## Activity
Each record below needs to be set down again exactly.

--- Entries shown ---

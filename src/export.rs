//! Persisting a converted document: Markdown, JSON and referenced images.
//!
//! ## File layout
//!
//! ```text
//! {output_dir}/
//!   {base}_{name}.md
//!   {base}_{name}.json
//!   {base}_{name}_artifacts/images/image_000000.png   (referenced mode only)
//! ```
//!
//! In referenced mode the service returns pictures inline as `data:` URIs.
//! Each distinct URI is decoded once, written under the artifacts directory,
//! and every occurrence in both exports is replaced by the file's path
//! relative to the output directory, so the Markdown renders from where it
//! sits.
//!
//! Files are written to a temporary file in the same directory and renamed
//! into place, so an interrupted run never leaves a half-written export.

use crate::converter::ConvertedDocument;
use crate::error::SweepError;
use crate::options::ConversionOptions;
use crate::output::OutputPaths;
use base64::Engine as _;
use once_cell::sync::Lazy;
use regex::Regex;
use std::collections::HashMap;
use std::io::Write;
use std::path::{Path, PathBuf};
use tracing::{debug, warn};

static RE_MD_DATA_IMAGE: Lazy<Regex> = Lazy::new(|| {
    Regex::new(r"!\[([^\]]*)\]\((data:image/[A-Za-z0-9.+-]+;base64,[A-Za-z0-9+/=\s]+)\)").unwrap()
});

static RE_DATA_URI: Lazy<Regex> =
    Lazy::new(|| Regex::new(r"(?s)^data:image/([A-Za-z0-9.+-]+);base64,(.+)$").unwrap());

/// `{base}_{name}`: the common prefix of every file a run writes.
pub fn output_stem(base_name: &str, run_name: &str) -> String {
    format!("{base_name}_{run_name}")
}

/// Paths a run with this stem writes to; nothing is created.
pub fn planned_paths(output_dir: &Path, stem: &str, options: &ConversionOptions) -> OutputPaths {
    OutputPaths {
        markdown: output_dir.join(format!("{stem}.md")),
        json: output_dir.join(format!("{stem}.json")),
        images_dir: options
            .writes_referenced_images()
            .then(|| output_dir.join(artifacts_rel_dir(stem))),
        image_count: 0,
    }
}

fn artifacts_rel_dir(stem: &str) -> String {
    format!("{stem}_artifacts/images")
}

/// Write the exports of `doc` into `output_dir` under `stem`.
pub fn save_outputs(
    doc: &ConvertedDocument,
    options: &ConversionOptions,
    output_dir: &Path,
    stem: &str,
) -> Result<OutputPaths, SweepError> {
    let mut paths = planned_paths(output_dir, stem, options);

    let (markdown, json) = match paths.images_dir {
        Some(ref images_dir) => {
            std::fs::create_dir_all(images_dir)
                .map_err(|e| SweepError::write_failed(images_dir, e))?;
            let mut writer = ImageArtifacts::new(images_dir.clone(), artifacts_rel_dir(stem));
            let markdown = writer.rewrite_markdown(doc.export_markdown())?;
            let mut json = doc.export_json().clone();
            writer.rewrite_json(&mut json)?;
            paths.image_count = writer.count();
            debug!("Wrote {} images to {}", writer.count(), images_dir.display());
            (markdown, json)
        }
        None => (doc.export_markdown().to_string(), doc.export_json().clone()),
    };

    write_atomic(&paths.markdown, markdown.as_bytes())?;
    let json_text = serde_json::to_string_pretty(&json)
        .map_err(|e| SweepError::Internal(format!("Failed to serialise JSON export: {e}")))?;
    write_atomic(&paths.json, json_text.as_bytes())?;

    Ok(paths)
}

/// Write `bytes` to `path` via a sibling temp file and rename.
pub fn write_atomic(path: &Path, bytes: &[u8]) -> Result<(), SweepError> {
    let dir = match path.parent() {
        Some(p) if !p.as_os_str().is_empty() => p,
        _ => Path::new("."),
    };
    let mut tmp =
        tempfile::NamedTempFile::new_in(dir).map_err(|e| SweepError::write_failed(path, e))?;
    tmp.write_all(bytes)
        .map_err(|e| SweepError::write_failed(path, e))?;
    tmp.persist(path)
        .map_err(|e| SweepError::write_failed(path, e.error))?;
    Ok(())
}

/// Decodes inline pictures to files, remembering each URI's file.
struct ImageArtifacts {
    dir: PathBuf,
    rel_dir: String,
    written: HashMap<String, String>,
}

impl ImageArtifacts {
    fn new(dir: PathBuf, rel_dir: String) -> Self {
        Self {
            dir,
            rel_dir,
            written: HashMap::new(),
        }
    }

    fn count(&self) -> usize {
        self.written.len()
    }

    /// Relative path for `uri`, writing the file on first sight.
    ///
    /// Returns `None` when the URI is not a decodable base64 image; the
    /// caller then leaves it untouched.
    fn materialise(&mut self, uri: &str) -> Result<Option<String>, SweepError> {
        if let Some(rel) = self.written.get(uri) {
            return Ok(Some(rel.clone()));
        }
        let Some(caps) = RE_DATA_URI.captures(uri) else {
            return Ok(None);
        };
        let payload: String = caps[2].split_whitespace().collect();
        let bytes = match base64::engine::general_purpose::STANDARD.decode(payload) {
            Ok(b) => b,
            Err(e) => {
                warn!("Skipping undecodable inline image: {}", e);
                return Ok(None);
            }
        };

        let ext = image_extension(&bytes, &caps[1]);
        let file_name = format!("image_{:06}.{}", self.written.len(), ext);
        let path = self.dir.join(&file_name);
        write_atomic(&path, &bytes)?;

        let rel = format!("{}/{}", self.rel_dir, file_name);
        self.written.insert(uri.to_string(), rel.clone());
        Ok(Some(rel))
    }

    fn rewrite_markdown(&mut self, markdown: &str) -> Result<String, SweepError> {
        let mut out = String::with_capacity(markdown.len());
        let mut last = 0;
        for caps in RE_MD_DATA_IMAGE.captures_iter(markdown) {
            let (Some(whole), Some(uri)) = (caps.get(0), caps.get(2)) else {
                continue;
            };
            if let Some(rel) = self.materialise(uri.as_str())? {
                out.push_str(&markdown[last..whole.start()]);
                out.push_str(&format!("![{}]({})", &caps[1], rel));
                last = whole.end();
            }
        }
        out.push_str(&markdown[last..]);
        Ok(out)
    }

    fn rewrite_json(&mut self, value: &mut serde_json::Value) -> Result<(), SweepError> {
        match value {
            serde_json::Value::String(s) if s.starts_with("data:image/") => {
                if let Some(rel) = self.materialise(s)? {
                    *s = rel;
                }
            }
            serde_json::Value::Array(items) => {
                for item in items {
                    self.rewrite_json(item)?;
                }
            }
            serde_json::Value::Object(map) => {
                for (_, item) in map.iter_mut() {
                    self.rewrite_json(item)?;
                }
            }
            _ => {}
        }
        Ok(())
    }
}

/// File extension from the image bytes, falling back to the MIME subtype.
fn image_extension(bytes: &[u8], mime_subtype: &str) -> String {
    if let Ok(format) = image::guess_format(bytes) {
        if let Some(ext) = format.extensions_str().first() {
            return (*ext).to_string();
        }
    }
    let subtype = mime_subtype.to_ascii_lowercase();
    match subtype.as_str() {
        "jpeg" => "jpg".to_string(),
        "svg+xml" => "svg".to_string(),
        other => {
            let cleaned: String = other.chars().filter(|c| c.is_ascii_alphanumeric()).collect();
            if cleaned.is_empty() {
                "bin".to_string()
            } else {
                cleaned
            }
        }
    }
}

---

## Result
filename src/export.rs
//! Persisting a converted document: Markdown, JSON and referenced images.
//!
//! ## File layout
//!
//! ```text
//! {output_dir}/
//!   {base}_{name}.md
//!   {base}_{name}.json
//!   {base}_{name}_artifacts/images/image_000000.png   (referenced mode only)
//! ```
//!
//! In referenced mode the service returns pictures inline as `data:` URIs.
//! Each distinct URI is decoded once, written under the artifacts directory,
//! and every occurrence in both exports is replaced by the file's path
//! relative to the output directory, so the Markdown renders from where it
//! sits.
//!
//! Files are written to a temporary file in the same directory and renamed
//! into place, so an interrupted run never leaves a half-written export.

use crate::converter::ConvertedDocument;
use crate::error::SweepError;
use crate::options::ConversionOptions;
use crate::output::OutputPaths;
use base64::Engine as _;
use once_cell::sync::Lazy;
use regex::Regex;
use std::collections::HashMap;
use std::io::Write;
use std::path::{Path, PathBuf};
use tracing::{debug, warn};

static RE_MD_DATA_IMAGE: Lazy<Regex> = Lazy::new(|| {
    Regex::new(r"!\[([^\]]*)\]\((data:image/[A-Za-z0-9.+-]+;base64,[A-Za-z0-9+/=\s]+)\)").unwrap()
});

static RE_DATA_URI: Lazy<Regex> =
    Lazy::new(|| Regex::new(r"(?s)^data:image/([A-Za-z0-9.+-]+);base64,(.+)$").unwrap());

/// `{base}_{name}`: the common prefix of every file a run writes.
pub fn output_stem(base_name: &str, run_name: &str) -> String {
    format!("{base_name}_{run_name}")
}

/// Paths a run with this stem writes to; nothing is created.
pub fn planned_paths(output_dir: &Path, stem: &str, options: &ConversionOptions) -> OutputPaths {
    OutputPaths {
        markdown: output_dir.join(format!("{stem}.md")),
        json: output_dir.join(format!("{stem}.json")),
        images_dir: options
            .writes_referenced_images()
            .then(|| output_dir.join(artifacts_rel_dir(stem))),
        image_count: 0,
    }
}

fn artifacts_rel_dir(stem: &str) -> String {
    format!("{stem}_artifacts/images")
}

/// Write the exports of `doc` into `output_dir` under `stem`.
pub fn save_outputs(
    doc: &ConvertedDocument,
    options: &ConversionOptions,
    output_dir: &Path,
    stem: &str,
) -> Result<OutputPaths, SweepError> {
    let mut paths = planned_paths(output_dir, stem, options);

    let (markdown, json) = match paths.images_dir {
        Some(ref images_dir) => {
            std::fs::create_dir_all(images_dir)
                .map_err(|e| SweepError::write_failed(images_dir, e))?;
            let mut writer = ImageArtifacts::new(images_dir.clone(), artifacts_rel_dir(stem));
            let markdown = writer.rewrite_markdown(doc.export_markdown())?;
            let mut json = doc.export_json().clone();
            writer.rewrite_json(&mut json)?;
            paths.image_count = writer.count();
            debug!("Wrote {} images to {}", writer.count(), images_dir.display());
            (markdown, json)
        }
        None => (doc.export_markdown().to_string(), doc.export_json().clone()),
    };

    write_atomic(&paths.markdown, markdown.as_bytes())?;
    let json_text = serde_json::to_string_pretty(&json)
        .map_err(|e| SweepError::Internal(format!("Failed to serialise JSON export: {e}")))?;
    write_atomic(&paths.json, json_text.as_bytes())?;

    Ok(paths)
}

/// Write `bytes` to `path` via a sibling temp file and rename.
pub fn write_atomic(path: &Path, bytes: &[u8]) -> Result<(), SweepError> {
    let dir = match path.parent() {
        Some(p) if !p.as_os_str().is_empty() => p,
        _ => Path::new("."),
    };
    let mut tmp =
        tempfile::NamedTempFile::new_in(dir).map_err(|e| SweepError::write_failed(path, e))?;
    tmp.write_all(bytes)
        .map_err(|e| SweepError::write_failed(path, e))?;
    tmp.persist(path)
        .map_err(|e| SweepError::write_failed(path, e.error))?;
    Ok(())
}

/// Decodes inline pictures to files, remembering each URI's file.
struct ImageArtifacts {
    dir: PathBuf,
    rel_dir: String,
    written: HashMap<String, String>,
}

impl ImageArtifacts {
    fn new(dir: PathBuf, rel_dir: String) -> Self {
        Self {
            dir,
            rel_dir,
            written: HashMap::new(),
        }
    }

    fn count(&self) -> usize {
        self.written.len()
    }

    /// Relative path for `uri`, writing the file on first sight.
    ///
    /// Returns `None` when the URI is not a decodable base64 image; the
    /// caller then leaves it untouched.
    fn materialise(&mut self, uri: &str) -> Result<Option<String>, SweepError> {
        if let Some(rel) = self.written.get(uri) {
            return Ok(Some(rel.clone()));
        }
        let Some(caps) = RE_DATA_URI.captures(uri) else {
            return Ok(None);
        };
        let payload: String = caps[2].split_whitespace().collect();
        let bytes = match base64::engine::general_purpose::STANDARD.decode(payload) {
            Ok(b) => b,
            Err(e) => {
                warn!("Skipping undecodable inline image: {}", e);
                return Ok(None);
            }
        };

        let ext = image_extension(&bytes, &caps[1]);
        let file_name = format!("image_{:06}.{}", self.written.len(), ext);
        let path = self.dir.join(&file_name);
        write_atomic(&path, &bytes)?;

        let rel = format!("{}/{}", self.rel_dir, file_name);
        self.written.insert(uri.to_string(), rel.clone());
        Ok(Some(rel))
    }

    fn rewrite_markdown(&mut self, markdown: &str) -> Result<String, SweepError> {
        let mut out = String::with_capacity(markdown.len());
        let mut last = 0;
        for caps in RE_MD_DATA_IMAGE.captures_iter(markdown) {
            let (Some(whole), Some(uri)) = (caps.get(0), caps.get(2)) else {
                continue;
            };
            if let Some(rel) = self.materialise(uri.as_str())? {
                out.push_str(&markdown[last..whole.start()]);
                out.push_str(&format!("![{}]({})", &caps[1], rel));
                last = whole.end();
            }
        }
        out.push_str(&markdown[last..]);
        Ok(out)
    }

    fn rewrite_json(&mut self, value: &mut serde_json::Value) -> Result<(), SweepError> {
        match value {
            serde_json::Value::String(s) if s.starts_with("data:image/") => {
                if let Some(rel) = self.materialise(s)? {
                    *s = rel;
                }
            }
            serde_json::Value::Array(items) => {
                for item in items {
                    self.rewrite_json(item)?;
                }
            }
            serde_json::Value::Object(map) => {
                for (_, item) in map.iter_mut() {
                    self.rewrite_json(item)?;
                }
            }
            _ => {}
        }
        Ok(())
    }
}

/// File extension from the image bytes, falling back to the MIME subtype.
fn image_extension(bytes: &[u8], mime_subtype: &str) -> String {
    if let Ok(format) = image::guess_format(bytes) {
        if let Some(ext) = format.extensions_str().first() {
            return (*ext).to_string();
        }
    }
    let subtype = mime_subtype.to_ascii_lowercase();
    match subtype.as_str() {
        "jpeg" => "jpg".to_string(),
        "svg+xml" => "svg".to_string(),
        other => {
            let cleaned: String = other.chars().filter(|c| c.is_ascii_alphanumeric()).collect();
            if cleaned.is_empty() {
                "bin".to_string()
            } else {
                cleaned
            }
        }
    }
}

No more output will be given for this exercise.